Task statement: From the line containing "assert!(file.validate().is_ok());" down to the final line of the entries below, restate each line word for word and add nothing.
[Extracted records]
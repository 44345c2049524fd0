use axum::{
    extract::{Path, Query, State},
    http::StatusCode,
    response::{IntoResponse, Response},
    routing::{get, patch, post},
    Json, Router,
};
use serde::Deserialize;
use validator::{Validate, ValidationError};

use application::{
    AddReactionRequest, AddReplyRequest, BlockUserRequest, ChatPage, ChatQuery, ChatView,
    CreateChatRequest, GroupMeta, MessageView, SendMessageRequest, UnseenCount,
    UpdateMessageRequest,
};
use domain::{
    ChatBlock, ChatBlockId, ChatId, ChatKind, ChatMember, DeliveryStatusId, DeliveryStatusPatch,
    MessageId, MessageType, Pagination, Reaction, ReactionId, Reply, ReplyId, Timestamp, UserId,
};

use crate::{
    auth::AuthUser, error::ApiError, notification_routes, state::AppState, websocket,
};

#[derive(Debug, Deserialize, Validate)]
#[serde(rename_all = "camelCase")]
#[validate(schema(function = "validate_group_fields"))]
struct CreateChatPayload {
    #[serde(rename = "type")]
    kind: ChatKind,
    #[validate(length(min = 1, message = "at least one user is required"))]
    user_ids: Vec<UserId>,
    #[validate(length(max = 100))]
    group_name: Option<String>,
    #[validate(url)]
    group_icon: Option<String>,
    group_description: Option<String>,
}

fn validate_group_fields(payload: &CreateChatPayload) -> Result<(), ValidationError> {
    let named = payload
        .group_name
        .as_deref()
        .is_some_and(|name| !name.trim().is_empty());
    if payload.kind == ChatKind::Group && !named {
        return Err(ValidationError::new("group_name_required"));
    }
    Ok(())
}

#[derive(Debug, Deserialize, Validate)]
#[serde(rename_all = "camelCase")]
#[validate(schema(function = "validate_message_content"))]
struct SendMessagePayload {
    #[validate(length(max = 5000))]
    text: Option<String>,
    #[validate(url)]
    file_url: Option<String>,
    #[serde(default = "default_message_type")]
    message_type: MessageType,
}

fn default_message_type() -> MessageType {
    MessageType::Text
}

fn validate_message_content(payload: &SendMessagePayload) -> Result<(), ValidationError> {
    let has_text = payload
        .text
        .as_deref()
        .is_some_and(|text| !text.trim().is_empty());
    if !has_text && payload.file_url.is_none() {
        return Err(ValidationError::new("empty_message"));
    }
    Ok(())
}

#[derive(Debug, Deserialize, Validate)]
#[serde(rename_all = "camelCase")]
struct UpdateMessagePayload {
    #[validate(length(max = 5000))]
    text: Option<String>,
    #[validate(url)]
    file_url: Option<String>,
    status: Option<String>,
}

#[derive(Debug, Deserialize, Validate)]
struct ReactionPayload {
    #[validate(length(min = 1, max = 32))]
    emoji: String,
}

#[derive(Debug, Deserialize, Validate)]
#[serde(rename_all = "camelCase")]
struct ReplyPayload {
    #[validate(length(max = 5000))]
    text: Option<String>,
    reply_to_id: Option<ReplyId>,
}

#[derive(Debug, Deserialize)]
#[serde(rename_all = "camelCase")]
struct BlockPayload {
    blocked_to: UserId,
}

#[derive(Debug, Deserialize)]
#[serde(rename_all = "camelCase")]
struct StatusPatchPayload {
    received_at: Option<Timestamp>,
    seen_at: Option<Timestamp>,
}

#[derive(Debug, Deserialize)]
struct ChatListQuery {
    search: Option<String>,
    page: Option<u32>,
    limit: Option<u32>,
}

#[derive(Debug, Deserialize)]
struct PageQuery {
    page: Option<u32>,
    limit: Option<u32>,
}

pub fn router(state: AppState) -> Router {
    Router::new()
        .route("/health", get(health))
        .nest("/api/v1", api_routes())
        .with_state(state)
}

fn api_routes() -> Router<AppState> {
    Router::new()
        .route("/chats", get(list_chats).post(create_chat))
        .route(
            "/chats/{chat_id}/messages",
            get(get_messages).post(send_message),
        )
        .route("/chats/{chat_id}/unseen", get(count_unseen))
        .route("/chats/{chat_id}/join", post(join_chat))
        .route("/chats/{chat_id}/leave", post(leave_chat))
        .route("/chats/{chat_id}/blocks", get(list_blocks).post(block_user))
        .route(
            "/chats/{chat_id}/blocks/{block_id}",
            axum::routing::delete(unblock_user),
        )
        .route(
            "/chats/messages/{message_id}",
            patch(update_message).delete(delete_message),
        )
        .route("/chats/messages/{message_id}/reactions", post(add_reaction))
        .route(
            "/chats/messages/{message_id}/reactions/{reaction_id}",
            axum::routing::delete(remove_reaction),
        )
        .route("/chats/messages/{message_id}/replies", post(add_reply))
        .route(
            "/chats/messages/{message_id}/replies/{reply_id}",
            axum::routing::delete(remove_reply),
        )
        .route("/chats/messages/{message_id}/received", post(mark_received))
        .route("/chats/messages/{message_id}/seen", post(mark_seen))
        .route("/chats/statuses/{status_id}", patch(update_status))
        .merge(notification_routes::routes())
        .route("/ws", get(websocket::websocket_upgrade))
}

async fn health() -> StatusCode {
    StatusCode::OK
}

async fn list_chats(
    State(state): State<AppState>,
    AuthUser(viewer): AuthUser,
    Query(query): Query<ChatListQuery>,
) -> Result<Json<ChatPage>, ApiError> {
    let page = state
        .chat_service
        .get_chats(
            viewer,
            ChatQuery {
                search: query.search.filter(|search| !search.trim().is_empty()),
                page: Pagination::new(query.page, query.limit),
            },
        )
        .await?;
    Ok(Json(page))
}

async fn create_chat(
    State(state): State<AppState>,
    AuthUser(creator_id): AuthUser,
    Json(payload): Json<CreateChatPayload>,
) -> Result<(StatusCode, Json<ChatView>), ApiError> {
    payload.validate()?;

    let group = match payload.kind {
        ChatKind::Group => payload.group_name.map(|name| GroupMeta {
            name,
            icon_url: payload.group_icon,
            description: payload.group_description,
        }),
        ChatKind::Private => None,
    };
    let chat = state
        .chat_service
        .create_chat(CreateChatRequest {
            kind: payload.kind,
            member_ids: payload.user_ids,
            creator_id,
            group,
        })
        .await?;

    Ok((StatusCode::CREATED, Json(chat)))
}

async fn get_messages(
    State(state): State<AppState>,
    AuthUser(viewer): AuthUser,
    Path(chat_id): Path<ChatId>,
    Query(query): Query<PageQuery>,
) -> Result<Json<Vec<MessageView>>, ApiError> {
    let messages = state
        .chat_service
        .get_messages(chat_id, viewer, Pagination::new(query.page, query.limit))
        .await?;
    Ok(Json(messages))
}

async fn send_message(
    State(state): State<AppState>,
    AuthUser(sender_id): AuthUser,
    Path(chat_id): Path<ChatId>,
    Json(payload): Json<SendMessagePayload>,
) -> Result<(StatusCode, Json<MessageView>), ApiError> {
    payload.validate()?;

    let message = state
        .chat_service
        .send_message(SendMessageRequest {
            chat_id,
            sender_id,
            text: payload.text,
            file_url: payload.file_url,
            message_type: payload.message_type,
        })
        .await?;
    Ok((StatusCode::CREATED, Json(message)))
}

async fn update_message(
    State(state): State<AppState>,
    AuthUser(actor_id): AuthUser,
    Path(message_id): Path<MessageId>,
    Json(payload): Json<UpdateMessagePayload>,
) -> Result<Json<MessageView>, ApiError> {
    payload.validate()?;

    let message = state
        .chat_service
        .update_message(UpdateMessageRequest {
            message_id,
            actor_id,
            text: payload.text,
            file_url: payload.file_url,
            status: payload.status,
        })
        .await?;
    Ok(Json(message))
}

async fn delete_message(
    State(state): State<AppState>,
    AuthUser(actor_id): AuthUser,
    Path(message_id): Path<MessageId>,
) -> Result<StatusCode, ApiError> {
    state
        .chat_service
        .delete_message(message_id, actor_id)
        .await?;
    Ok(StatusCode::NO_CONTENT)
}

async fn add_reaction(
    State(state): State<AppState>,
    AuthUser(user_id): AuthUser,
    Path(message_id): Path<MessageId>,
    Json(payload): Json<ReactionPayload>,
) -> Result<(StatusCode, Json<Reaction>), ApiError> {
    payload.validate()?;

    let reaction = state
        .chat_service
        .add_reaction(AddReactionRequest {
            message_id,
            user_id,
            emoji: payload.emoji,
        })
        .await?;
    Ok((StatusCode::CREATED, Json(reaction)))
}

async fn remove_reaction(
    State(state): State<AppState>,
    AuthUser(actor_id): AuthUser,
    Path((message_id, reaction_id)): Path<(MessageId, ReactionId)>,
) -> Result<StatusCode, ApiError> {
    state
        .chat_service
        .remove_reaction(message_id, reaction_id, actor_id)
        .await?;
    Ok(StatusCode::NO_CONTENT)
}

async fn add_reply(
    State(state): State<AppState>,
    AuthUser(user_id): AuthUser,
    Path(message_id): Path<MessageId>,
    Json(payload): Json<ReplyPayload>,
) -> Result<(StatusCode, Json<Reply>), ApiError> {
    payload.validate()?;

    let reply = state
        .chat_service
        .add_reply(AddReplyRequest {
            message_id,
            user_id,
            text: payload.text,
            reply_to_id: payload.reply_to_id,
        })
        .await?;
    Ok((StatusCode::CREATED, Json(reply)))
}

async fn remove_reply(
    State(state): State<AppState>,
    AuthUser(actor_id): AuthUser,
    Path((message_id, reply_id)): Path<(MessageId, ReplyId)>,
) -> Result<StatusCode, ApiError> {
    state
        .chat_service
        .remove_reply(message_id, reply_id, actor_id)
        .await?;
    Ok(StatusCode::NO_CONTENT)
}

/// 未被追踪的 (消息, 用户) 返回 204
async fn mark_received(
    State(state): State<AppState>,
    AuthUser(user_id): AuthUser,
    Path(message_id): Path<MessageId>,
) -> Result<Response, ApiError> {
    let outcome = state
        .chat_service
        .mark_received(user_id, message_id)
        .await?;
    Ok(match outcome {
        Some(message) => Json(message).into_response(),
        None => StatusCode::NO_CONTENT.into_response(),
    })
}

async fn mark_seen(
    State(state): State<AppState>,
    AuthUser(user_id): AuthUser,
    Path(message_id): Path<MessageId>,
) -> Result<Json<MessageView>, ApiError> {
    let message = state.chat_service.mark_seen(user_id, message_id).await?;
    Ok(Json(message))
}

async fn count_unseen(
    State(state): State<AppState>,
    AuthUser(viewer): AuthUser,
    Path(chat_id): Path<ChatId>,
) -> Result<Json<Vec<UnseenCount>>, ApiError> {
    let counts = state.chat_service.count_unseen(chat_id, viewer).await?;
    Ok(Json(counts))
}

async fn update_status(
    State(state): State<AppState>,
    AuthUser(actor_id): AuthUser,
    Path(status_id): Path<DeliveryStatusId>,
    Json(payload): Json<StatusPatchPayload>,
) -> Result<Json<MessageView>, ApiError> {
    let message = state
        .chat_service
        .update_status(
            status_id,
            DeliveryStatusPatch {
                received_at: payload.received_at,
                seen_at: payload.seen_at,
            },
            actor_id,
        )
        .await?;
    Ok(Json(message))
}

async fn join_chat(
    State(state): State<AppState>,
    AuthUser(user_id): AuthUser,
    Path(chat_id): Path<ChatId>,
) -> Result<Json<ChatMember>, ApiError> {
    let member = state.chat_service.user_joined(chat_id, user_id).await?;
    Ok(Json(member))
}

async fn leave_chat(
    State(state): State<AppState>,
    AuthUser(user_id): AuthUser,
    Path(chat_id): Path<ChatId>,
) -> Result<Json<ChatMember>, ApiError> {
    let member = state.chat_service.user_left(chat_id, user_id).await?;
    Ok(Json(member))
}

async fn list_blocks(
    State(state): State<AppState>,
    AuthUser(viewer): AuthUser,
    Path(chat_id): Path<ChatId>,
) -> Result<Json<Vec<ChatBlock>>, ApiError> {
    let blocks = state.chat_service.list_blocks(chat_id, viewer).await?;
    Ok(Json(blocks))
}

async fn block_user(
    State(state): State<AppState>,
    AuthUser(blocked_by): AuthUser,
    Path(chat_id): Path<ChatId>,
    Json(payload): Json<BlockPayload>,
) -> Result<(StatusCode, Json<ChatBlock>), ApiError> {
    let block = state
        .chat_service
        .block_user(BlockUserRequest {
            chat_id,
            blocked_by,
            blocked_to: payload.blocked_to,
        })
        .await?;
    Ok((StatusCode::CREATED, Json(block)))
}

async fn unblock_user(
    State(state): State<AppState>,
    AuthUser(actor_id): AuthUser,
    Path((chat_id, block_id)): Path<(ChatId, ChatBlockId)>,
) -> Result<StatusCode, ApiError> {
    state
        .chat_service
        .unblock_user(chat_id, block_id, actor_id)
        .await?;
    Ok(StatusCode::NO_CONTENT)
}

#[cfg(test)]
mod tests {
    use super::*;

    #[test]
    fn group_chat_requires_a_name() {
        let payload: CreateChatPayload = serde_json::from_value(serde_json::json!({
            "type": "GROUP",
            "userIds": [UserId::generate()],
        }))
        .unwrap();
        assert!(payload.validate().is_err());

        let payload: CreateChatPayload = serde_json::from_value(serde_json::json!({
            "type": "PRIVATE",
            "userIds": [UserId::generate()],
        }))
        .unwrap();
        assert!(payload.validate().is_ok());
    }

    #[test]
    fn message_needs_text_or_file() {
        let empty: SendMessagePayload =
            serde_json::from_value(serde_json::json!({ "text": "   " })).unwrap();
        assert!(empty.validate().is_err());

        let file: SendMessagePayload = serde_json::from_value(serde_json::json!({
            "fileUrl": "https://files.example/resume.pdf",
            "messageType": "FILE",
        }))
        .unwrap();
        assert!(file.validate().is_ok());
        assert_eq!(file.message_type, MessageType::File);
    }
}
[/Extracted records]
Exercise output:
        assert!(file.validate().is_ok());
        assert_eq!(file.message_type, MessageType::File);
    }
}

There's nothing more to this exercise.